Als Parodontopathien werden Erkrankungen des parodontalen Zahnhalteapparates bezeichnet. Man unterscheidet verschiedene Typen, so etwa Plaque, Zahnstein, Gingivitis oder Parodontitis.

Generell folgen diese Erkrankungen aufeinander oder direkt. Sie stellen infektiöse und entzündliche Veränderungen dar. Fast jeder ist schon mindestens einmal in seinem Leben von einer solchen Erkrankung betroffen gewesen.

Falsche Mundhygiene

Der Hauptgrund für die Entstehung von Zahnfleischerkrankungen ist die übermässige Ablagerung von bakteriellen Belägen in der Mundhöhle und eine unzureichende oder falsche Mundhygiene. In der Mundhöhle gibt es viele Mikroorganismen, die wir mit der Nahrung aufnehmen.
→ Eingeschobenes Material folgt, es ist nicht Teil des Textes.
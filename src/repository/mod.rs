//! 数据访问层

pub mod product_repo;

pub use product_repo::ProductRepository;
Solange die Anzahl dieser Mikroorganismen im richtigen Gleichgewicht ist, spricht man von einer gesunden Mundhöhle. Wenn wegen verschiedener Ursachen das Anlagern von bakteriellen Belägen ansteigt, kann das Zahnfleisch darauf mit einer Entzündung reagieren.

Regelmässige Untersuchungen

Um dem vorzubeugen, steht an erster Stelle eine korrekte Mundhygiene. Ausser den Zähnen ist es ebenso wichtig, die Zahnzwischenräume, die Zunge, den Zahnersatz und den darunterliegenden Raum regelmässig zu reinigen.

Auf keinen Fall vergessen sollte man die Untersuchungen beim Zahnarzt und den Besuch bei der Dentalhygienikerin, die neben einer entsprechenden Behandlung auch immer Tipps und Ratschläge zur geeigneten Mundhygiene geben kann.

Nicht zuletzt müssen wir selber für eine gesunde Ernährung und genug Bewegung sorgen, das Rauchen vermeiden und versuchen, ein gesundes und möglichst stressfreies Leben zu führen.